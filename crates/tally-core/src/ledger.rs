//! Supplier balances derived from collections and payments

use rust_decimal::Decimal;
use rusqlite::Connection;
use serde::Serialize;

use crate::db::RecordRepository;
use crate::error::{Error, Result};
use crate::models::{Collection, Payment, PaymentType, RecordId, Supplier};

/// What a supplier has delivered against what they have been paid
#[derive(Debug, Clone, PartialEq, Eq, Serialize)]
pub struct SupplierBalance {
    pub supplier_id: RecordId,
    pub supplier_name: String,
    pub collection_count: usize,
    /// Sum of collection totals at their snapshotted rates
    pub total_collected: Decimal,
    pub payment_count: usize,
    pub total_paid: Decimal,
    pub paid_advance: Decimal,
    pub paid_partial: Decimal,
    pub paid_full: Decimal,
    /// Amount still owed to the supplier; negative when overpaid
    pub balance: Decimal,
}

/// Balance over a supplier's live collections and payments
pub fn supplier_balance(conn: &Connection, supplier_id: &RecordId) -> Result<SupplierBalance> {
    let supplier = RecordRepository::<Supplier>::new(conn)
        .get(supplier_id)?
        .ok_or_else(|| Error::NotFound(format!("supplier {supplier_id}")))?;

    let live_for_supplier = "supplier_id = ? AND is_deleted = 0";
    let collections = RecordRepository::<Collection>::new(conn)
        .select(live_for_supplier, [supplier_id.as_str()])?;
    let payments =
        RecordRepository::<Payment>::new(conn).select(live_for_supplier, [supplier_id.as_str()])?;

    let total_collected = collections.iter().map(Collection::total_amount).sum::<Decimal>();
    let paid = |payment_type: PaymentType| {
        payments
            .iter()
            .filter(|payment| payment.payment_type == payment_type)
            .map(|payment| payment.amount)
            .sum::<Decimal>()
    };
    let paid_advance = paid(PaymentType::Advance);
    let paid_partial = paid(PaymentType::Partial);
    let paid_full = paid(PaymentType::Full);
    let total_paid = paid_advance + paid_partial + paid_full;

    Ok(SupplierBalance {
        supplier_id: supplier.meta.id,
        supplier_name: supplier.name,
        collection_count: collections.len(),
        total_collected,
        payment_count: payments.len(),
        total_paid,
        paid_advance,
        paid_partial,
        paid_full,
        balance: total_collected - total_paid,
    })
}

#[cfg(test)]
mod tests {
    use super::*;
    use crate::db::Database;
    use crate::models::{NewCollection, NewPayment, RecordMeta};
    use crate::test_support::{date, seed_product, seed_rate, seed_supplier};
    use pretty_assertions::assert_eq;

    fn pay(conn: &Connection, supplier: &Supplier, amount: i64, payment_type: PaymentType) -> Payment {
        let payment = Payment::new(
            RecordMeta::new(None),
            NewPayment {
                supplier_id: supplier.meta.id,
                amount: Decimal::new(amount, 0),
                payment_type,
                payment_date: date("2024-03-05"),
                reference: None,
                notes: None,
            },
        )
        .unwrap();
        RecordRepository::<Payment>::new(conn).insert(&payment).unwrap();
        payment
    }

    #[test]
    fn test_balance_uses_snapshotted_rates_and_skips_deleted() {
        let db = Database::open_in_memory().unwrap();
        let conn = db.connection();
        let supplier = seed_supplier(conn, "Acme");
        let product = seed_product(conn, "Tea", "kg");
        let rate = seed_rate(conn, &product, Decimal::new(1050, 2), "2024-01-01", None);

        let collection = Collection::new(
            RecordMeta::new(None),
            NewCollection {
                supplier_id: supplier.meta.id,
                product_id: product.meta.id,
                unit: None,
                quantity: Decimal::new(20, 0),
                collection_date: date("2024-03-01"),
                notes: None,
            },
            "kg".into(),
            &rate,
        )
        .unwrap();
        RecordRepository::<Collection>::new(conn).insert(&collection).unwrap();

        pay(conn, &supplier, 50, PaymentType::Advance);
        pay(conn, &supplier, 100, PaymentType::Partial);
        let mut voided = pay(conn, &supplier, 999, PaymentType::Full);
        voided.meta.mark_deleted(None, None);
        assert!(RecordRepository::<Payment>::new(conn).save(&voided, 1).unwrap());

        let balance = supplier_balance(conn, &supplier.meta.id).unwrap();
        assert_eq!(balance.collection_count, 1);
        assert_eq!(balance.total_collected, Decimal::new(210, 0));
        assert_eq!(balance.payment_count, 2);
        assert_eq!(balance.paid_advance, Decimal::new(50, 0));
        assert_eq!(balance.paid_full, Decimal::ZERO);
        assert_eq!(balance.total_paid, Decimal::new(150, 0));
        assert_eq!(balance.balance, Decimal::new(60, 0));
    }

    #[test]
    fn test_unknown_supplier_is_not_found() {
        let db = Database::open_in_memory().unwrap();
        let err = supplier_balance(db.connection(), &RecordId::new()).unwrap_err();
        assert!(matches!(err, Error::NotFound(_)));
    }
}
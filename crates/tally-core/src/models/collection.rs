//! Collection model

use chrono::NaiveDate;
use rust_decimal::Decimal;
use serde::{Deserialize, Serialize};

use crate::error::{Error, Result};
use crate::util::normalize_text_option;

use super::rate_version::RateVersion;
use super::record::{RecordId, RecordMeta};

/// A quantity of product received from a supplier on a given day.
///
/// `rate_version_id` and `applied_rate` are copied from the rate effective on
/// `collection_date` when the collection is created and never change after.
#[derive(Debug, Clone, PartialEq, Eq, Serialize, Deserialize)]
pub struct Collection {
    #[serde(flatten)]
    pub meta: RecordMeta,
    pub supplier_id: RecordId,
    pub product_id: RecordId,
    pub unit: String,
    pub quantity: Decimal,
    pub collection_date: NaiveDate,
    pub rate_version_id: RecordId,
    pub applied_rate: Decimal,
    pub notes: Option<String>,
}

#[derive(Debug, Clone, Deserialize)]
pub struct NewCollection {
    pub supplier_id: RecordId,
    pub product_id: RecordId,
    /// Falls back to the product's default unit
    #[serde(default)]
    pub unit: Option<String>,
    pub quantity: Decimal,
    pub collection_date: NaiveDate,
    #[serde(default)]
    pub notes: Option<String>,
}

/// Only the quantity and notes of a collection can be edited
#[derive(Debug, Clone, Default, Deserialize)]
pub struct CollectionPatch {
    pub quantity: Option<Decimal>,
    pub notes: Option<String>,
}

impl Collection {
    /// Build a collection valued at the given rate snapshot
    pub fn new(meta: RecordMeta, input: NewCollection, unit: String, rate: &RateVersion) -> Result<Self> {
        validate_quantity(input.quantity)?;
        Ok(Self {
            meta,
            supplier_id: input.supplier_id,
            product_id: input.product_id,
            unit,
            quantity: input.quantity,
            collection_date: input.collection_date,
            rate_version_id: rate.meta.id,
            applied_rate: rate.rate,
            notes: normalize_text_option(input.notes),
        })
    }

    pub fn apply(&mut self, patch: CollectionPatch) -> Result<()> {
        if let Some(quantity) = patch.quantity {
            validate_quantity(quantity)?;
            self.quantity = quantity;
        }
        if patch.notes.is_some() {
            self.notes = normalize_text_option(patch.notes);
        }
        Ok(())
    }

    /// Value of the collection at its snapshotted rate
    #[must_use]
    pub fn total_amount(&self) -> Decimal {
        self.quantity * self.applied_rate
    }
}

fn validate_quantity(quantity: Decimal) -> Result<()> {
    if quantity <= Decimal::ZERO {
        return Err(Error::InvalidInput(format!(
            "Collection quantity must be positive, got {quantity}"
        )));
    }
    Ok(())
}
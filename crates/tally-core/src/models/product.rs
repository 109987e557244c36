//! Product model

use serde::{Deserialize, Serialize};

use crate::error::{Error, Result};
use crate::util::normalize_text_option;

use super::record::RecordMeta;

/// A product that can be collected and rated
#[derive(Debug, Clone, PartialEq, Eq, Serialize, Deserialize)]
pub struct Product {
    #[serde(flatten)]
    pub meta: RecordMeta,
    pub name: String,
    pub code: Option<String>,
    /// Unit used when a collection does not name one (e.g. `kg`)
    pub default_unit: String,
    pub description: Option<String>,
    pub is_active: bool,
}

#[derive(Debug, Clone, Deserialize)]
pub struct NewProduct {
    pub name: String,
    #[serde(default)]
    pub code: Option<String>,
    #[serde(alias = "unit")]
    pub default_unit: String,
    #[serde(default)]
    pub description: Option<String>,
    #[serde(default)]
    pub is_active: Option<bool>,
}

#[derive(Debug, Clone, Default, Deserialize)]
pub struct ProductPatch {
    pub name: Option<String>,
    pub code: Option<String>,
    #[serde(alias = "unit")]
    pub default_unit: Option<String>,
    pub description: Option<String>,
    pub is_active: Option<bool>,
}

impl Product {
    pub fn new(meta: RecordMeta, input: NewProduct) -> Result<Self> {
        Ok(Self {
            meta,
            name: required(input.name, "Product name")?,
            code: normalize_text_option(input.code),
            default_unit: normalize_unit(&required(input.default_unit, "Product unit")?),
            description: normalize_text_option(input.description),
            is_active: input.is_active.unwrap_or(true),
        })
    }

    pub fn apply(&mut self, patch: ProductPatch) -> Result<()> {
        if let Some(name) = patch.name {
            self.name = required(name, "Product name")?;
        }
        if patch.code.is_some() {
            self.code = normalize_text_option(patch.code);
        }
        if let Some(unit) = patch.default_unit {
            self.default_unit = normalize_unit(&required(unit, "Product unit")?);
        }
        if patch.description.is_some() {
            self.description = normalize_text_option(patch.description);
        }
        if let Some(is_active) = patch.is_active {
            self.is_active = is_active;
        }
        Ok(())
    }
}

/// Units compare case-insensitively (`KG` and `kg` are the same unit)
#[must_use]
pub fn normalize_unit(unit: &str) -> String {
    unit.trim().to_lowercase()
}

fn required(value: String, what: &str) -> Result<String> {
    normalize_text_option(Some(value))
        .ok_or_else(|| Error::InvalidInput(format!("{what} must not be empty")))
}

#[cfg(test)]
mod tests {
    use super::*;

    #[test]
    fn test_new_normalizes_unit() {
        let product = Product::new(
            RecordMeta::new(None),
            NewProduct {
                name: "Tea leaves".into(),
                code: None,
                default_unit: " KG ".into(),
                description: None,
                is_active: None,
            },
        )
        .unwrap();
        assert_eq!(product.default_unit, "kg");
    }

    #[test]
    fn test_payload_accepts_unit_alias() {
        let input: NewProduct =
            serde_json::from_value(serde_json::json!({"name": "Milk", "unit": "litre"})).unwrap();
        assert_eq!(input.default_unit, "litre");
    }

    #[test]
    fn test_apply_rejects_blank_unit() {
        let mut product = Product::new(
            RecordMeta::new(None),
            NewProduct {
                name: "Milk".into(),
                code: None,
                default_unit: "litre".into(),
                description: None,
                is_active: None,
            },
        )
        .unwrap();
        let result = product.apply(ProductPatch {
            default_unit: Some(" ".into()),
            ..ProductPatch::default()
        });
        assert!(result.is_err());
        assert_eq!(product.default_unit, "litre");
    }
}
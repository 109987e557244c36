//! Async service layer over the synchronous engine

mod ledger;

pub use ledger::LedgerService;
//! Error types for tally-core

use thiserror::Error;

/// Result type alias using tally-core's Error
pub type Result<T> = std::result::Result<T, Error>;

/// Errors that can occur in tally-core operations
#[derive(Error, Debug)]
pub enum Error {
    /// Database error
    #[error("Database error: {0}")]
    Database(String),

    /// `SQLite` error
    #[error("SQLite error: {0}")]
    Sqlite(#[from] rusqlite::Error),

    /// IO error
    #[error("IO error: {0}")]
    Io(#[from] std::io::Error),

    /// Record not found
    #[error("Record not found: {0}")]
    NotFound(String),

    /// Invalid input
    #[error("Invalid input: {0}")]
    InvalidInput(String),

    /// Serialization error
    #[error("Serialization error: {0}")]
    Serialization(#[from] serde_json::Error),

    /// No rate window covers the requested date
    #[error("No effective rate for product {product_id} ({unit}) on {date}")]
    NoEffectiveRate {
        product_id: String,
        unit: String,
        date: chrono::NaiveDate,
    },

    /// A unique key (idempotency key or device origin) is already taken
    #[error("Duplicate record: {0}")]
    Duplicate(String),
}

impl Error {
    /// Returns true if the error was raised by a storage-level uniqueness constraint.
    pub fn is_unique_violation(&self) -> bool {
        match self {
            Self::Duplicate(_) => true,
            Self::Sqlite(rusqlite::Error::SqliteFailure(failure, _)) => {
                failure.extended_code == rusqlite::ffi::SQLITE_CONSTRAINT_UNIQUE
                    || failure.extended_code == rusqlite::ffi::SQLITE_CONSTRAINT_PRIMARYKEY
            }
            _ => false,
        }
    }

    /// Returns true if the error came from caller input rather than storage.
    pub const fn is_client_error(&self) -> bool {
        matches!(
            self,
            Self::NotFound(_)
                | Self::InvalidInput(_)
                | Self::Serialization(_)
                | Self::NoEffectiveRate { .. }
                | Self::Duplicate(_)
        )
    }
}

#[cfg(test)]
mod tests {
    use super::*;

    #[test]
    fn error_classification() {
        assert!(Error::InvalidInput("bad".into()).is_client_error());
        assert!(!Error::Database("locked".into()).is_client_error());
        assert!(Error::Duplicate("key".into()).is_unique_violation());
        assert!(!Error::NotFound("id".into()).is_unique_violation());
    }

    #[test]
    fn no_effective_rate_message_names_the_window() {
        let err = Error::NoEffectiveRate {
            product_id: "p-1".into(),
            unit: "kg".into(),
            date: chrono::NaiveDate::from_ymd_opt(2024, 5, 31).unwrap(),
        };
        let msg = err.to_string();
        assert!(msg.contains("p-1"));
        assert!(msg.contains("2024-05-31"));
    }
}
//! Seeding helpers shared by unit tests

use chrono::NaiveDate;
use rust_decimal::Decimal;
use rusqlite::Connection;

use crate::db::RecordRepository;
use crate::models::{
    NewProduct, NewRateVersion, NewSupplier, Product, RateVersion, RecordMeta, Supplier,
};

pub fn date(value: &str) -> NaiveDate {
    value.parse().unwrap()
}

pub fn seed_supplier(conn: &Connection, name: &str) -> Supplier {
    let supplier = Supplier::new(
        RecordMeta::new(Some("seed".into())),
        NewSupplier {
            name: name.into(),
            code: None,
            phone: None,
            address: None,
            region: None,
            is_active: None,
        },
    )
    .unwrap();
    RecordRepository::<Supplier>::new(conn).insert(&supplier).unwrap();
    supplier
}

pub fn seed_product(conn: &Connection, name: &str, unit: &str) -> Product {
    let product = Product::new(
        RecordMeta::new(Some("seed".into())),
        NewProduct {
            name: name.into(),
            code: None,
            default_unit: unit.into(),
            description: None,
            is_active: None,
        },
    )
    .unwrap();
    RecordRepository::<Product>::new(conn).insert(&product).unwrap();
    product
}

pub fn seed_rate(
    conn: &Connection,
    product: &Product,
    rate: Decimal,
    from: &str,
    to: Option<&str>,
) -> RateVersion {
    let rate = RateVersion::new(
        RecordMeta::new(Some("seed".into())),
        NewRateVersion {
            product_id: product.meta.id,
            unit: product.default_unit.clone(),
            rate,
            effective_from: date(from),
            effective_to: to.map(date),
            notes: None,
        },
    )
    .unwrap();
    RecordRepository::<RateVersion>::new(conn).insert(&rate).unwrap();
    rate
}
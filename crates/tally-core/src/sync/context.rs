//! Explicit request context threaded through every engine call

use crate::models::{RecordMeta, SyncMetadata};

/// Who is syncing, from which device
#[derive(Debug, Clone, PartialEq, Eq)]
pub struct SyncContext {
    /// Authenticated user, recorded in the audit columns
    pub user_id: String,
    pub device_id: String,
}

impl SyncContext {
    pub fn new(user_id: impl Into<String>, device_id: impl Into<String>) -> Self {
        Self {
            user_id: user_id.into(),
            device_id: device_id.into(),
        }
    }
}

/// Per-operation view of the context, carrying the sync envelope
#[derive(Debug, Clone)]
pub struct OperationContext<'a> {
    pub session: &'a SyncContext,
    pub metadata: SyncMetadata,
    pub idempotency_key: Option<String>,
}

impl OperationContext<'_> {
    pub fn user_id(&self) -> &str {
        &self.session.user_id
    }

    pub fn device_id(&self) -> &str {
        &self.session.device_id
    }

    pub fn local_id(&self) -> Option<&str> {
        let local_id = self.metadata.local_id.trim();
        (!local_id.is_empty()).then_some(local_id)
    }

    /// Metadata for a record created by this operation
    pub fn new_meta(&self) -> RecordMeta {
        let mut meta = RecordMeta::from_sync(
            self.user_id(),
            self.device_id(),
            self.metadata.clone(),
            self.idempotency_key.clone(),
        );
        // The origin pair only identifies keyless creates
        if self.idempotency_key.is_some() || self.local_id().is_none() {
            meta.origin = None;
        }
        meta
    }

    /// Stamp one mutation of an existing record
    pub fn touch(&self, meta: &mut RecordMeta) {
        meta.touch(Some(self.user_id()), Some(self.metadata.clone()));
    }

    pub fn mark_deleted(&self, meta: &mut RecordMeta) {
        meta.mark_deleted(Some(self.user_id()), Some(self.metadata.clone()));
    }
}
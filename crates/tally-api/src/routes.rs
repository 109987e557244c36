use std::hash::{Hash, Hasher};
use std::sync::Arc;

use axum::extract::rejection::JsonRejection;
use axum::extract::{Path, Query, Request, State};
use axum::middleware::{self, Next};
use axum::response::Response;
use axum::routing::{get, post};
use axum::{Extension, Json, Router};
use chrono::Utc;
use serde::{Deserialize, Serialize};
use tally_core::ledger::SupplierBalance;
use tally_core::services::LedgerService;
use tally_core::sync::ChangeSet;
use tally_core::{RecordId, SyncRequest, SyncResponse};
use tower_http::cors::{Any, CorsLayer};
use tower_http::trace::TraceLayer;

use crate::auth::{extract_bearer_token, AuthenticatedUser, JwtVerifier};
use crate::config::AppConfig;
use crate::error::AppError;

#[derive(Clone)]
pub struct AppState {
    pub config: Arc<AppConfig>,
    jwt_verifier: Arc<JwtVerifier>,
    ledger: LedgerService,
}

impl AppState {
    pub fn new(config: Arc<AppConfig>, ledger: LedgerService) -> Self {
        Self {
            jwt_verifier: Arc::new(JwtVerifier::new(&config)),
            ledger,
            config,
        }
    }
}

pub fn app_router(state: AppState) -> Router {
    let protected_routes = Router::new()
        .route("/sync", post(push_batch))
        .route("/sync/changes", get(pull_changes))
        .route("/suppliers/{id}/balance", get(supplier_balance))
        .route_layer(middleware::from_fn_with_state(state.clone(), require_auth));

    Router::new()
        .route("/healthz", get(healthz))
        .nest("/v1", protected_routes)
        .layer(TraceLayer::new_for_http())
        .layer(
            CorsLayer::new()
                .allow_origin(Any)
                .allow_headers(Any)
                .allow_methods(Any),
        )
        .with_state(state)
}

#[derive(Debug, Serialize)]
struct HealthResponse {
    status: &'static str,
    timestamp: i64,
}

async fn healthz() -> Json<HealthResponse> {
    Json(HealthResponse {
        status: "ok",
        timestamp: Utc::now().timestamp(),
    })
}

async fn require_auth(
    State(state): State<AppState>,
    mut request: Request,
    next: Next,
) -> Result<Response, AppError> {
    let token = extract_bearer_token(request.headers())?;
    let user = state.jwt_verifier.verify_access_token(token)?;
    request.extensions_mut().insert(user);
    Ok(next.run(request).await)
}

async fn push_batch(
    State(state): State<AppState>,
    Extension(user): Extension<AuthenticatedUser>,
    payload: Result<Json<SyncRequest>, JsonRejection>,
) -> Result<Json<SyncResponse>, AppError> {
    let Json(request) = payload.map_err(|rejection| AppError::bad_request(rejection.body_text()))?;

    let user_hash = user_fingerprint(&user.user_id);
    let operations = request.operations.len();
    let response = state.ledger.sync(user.user_id, request).await?;
    tracing::info!(
        endpoint = "sync_push",
        user = user_hash,
        session = user.session_id.as_deref().unwrap_or("none"),
        operations,
        "Applied sync batch"
    );
    Ok(Json(response))
}

#[derive(Debug, Deserialize)]
struct ChangesQuery {
    #[serde(default)]
    since: i64,
    limit: Option<usize>,
}

async fn pull_changes(
    State(state): State<AppState>,
    Extension(user): Extension<AuthenticatedUser>,
    Query(query): Query<ChangesQuery>,
) -> Result<Json<ChangeSet>, AppError> {
    let user_hash = user_fingerprint(&user.user_id);
    let changes = state.ledger.changes(query.since, query.limit).await?;
    tracing::info!(
        endpoint = "sync_pull",
        user = user_hash,
        since = query.since,
        count = changes.changes.len(),
        has_more = changes.has_more,
        "Served change set"
    );
    Ok(Json(changes))
}

async fn supplier_balance(
    State(state): State<AppState>,
    Extension(user): Extension<AuthenticatedUser>,
    Path(id): Path<String>,
) -> Result<Json<SupplierBalance>, AppError> {
    let supplier_id = id
        .parse::<RecordId>()
        .map_err(|_| AppError::bad_request(format!("Invalid supplier id: {id}")))?;

    let balance = state.ledger.supplier_balance(supplier_id).await?;
    tracing::info!(
        endpoint = "supplier_balance",
        user = user_fingerprint(&user.user_id),
        "Served supplier balance"
    );
    Ok(Json(balance))
}

fn user_fingerprint(user_id: &str) -> u64 {
    let mut hasher = std::collections::hash_map::DefaultHasher::new();
    user_id.hash(&mut hasher);
    hasher.finish()
}
//! Batch sync engine
//!
//! [`SyncBatchCoordinator`] drives a batch: every operation gets its own
//! transaction and goes through [`EntityOperationDispatcher`], which consults
//! [`DuplicateDetector`] on create, [`RateSnapshotResolver`] for collections
//! and [`VersionGuard`] on update and delete.

mod changes;
mod context;
mod coordinator;
mod dispatcher;
mod duplicate;
mod rate_resolver;
mod version_guard;

pub use changes::{changes_since, ChangeSet, ChangedRecord};
pub use context::{OperationContext, SyncContext};
pub use coordinator::SyncBatchCoordinator;
pub use dispatcher::{EntityOperationDispatcher, SyncEntity};
pub use duplicate::DuplicateDetector;
pub use rate_resolver::RateSnapshotResolver;
pub use version_guard::{VersionCheck, VersionGuard};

■ **Required work**:
Among the entries above, determine how many lines contain "created", then output only that number.

■ **Response to the task**:
2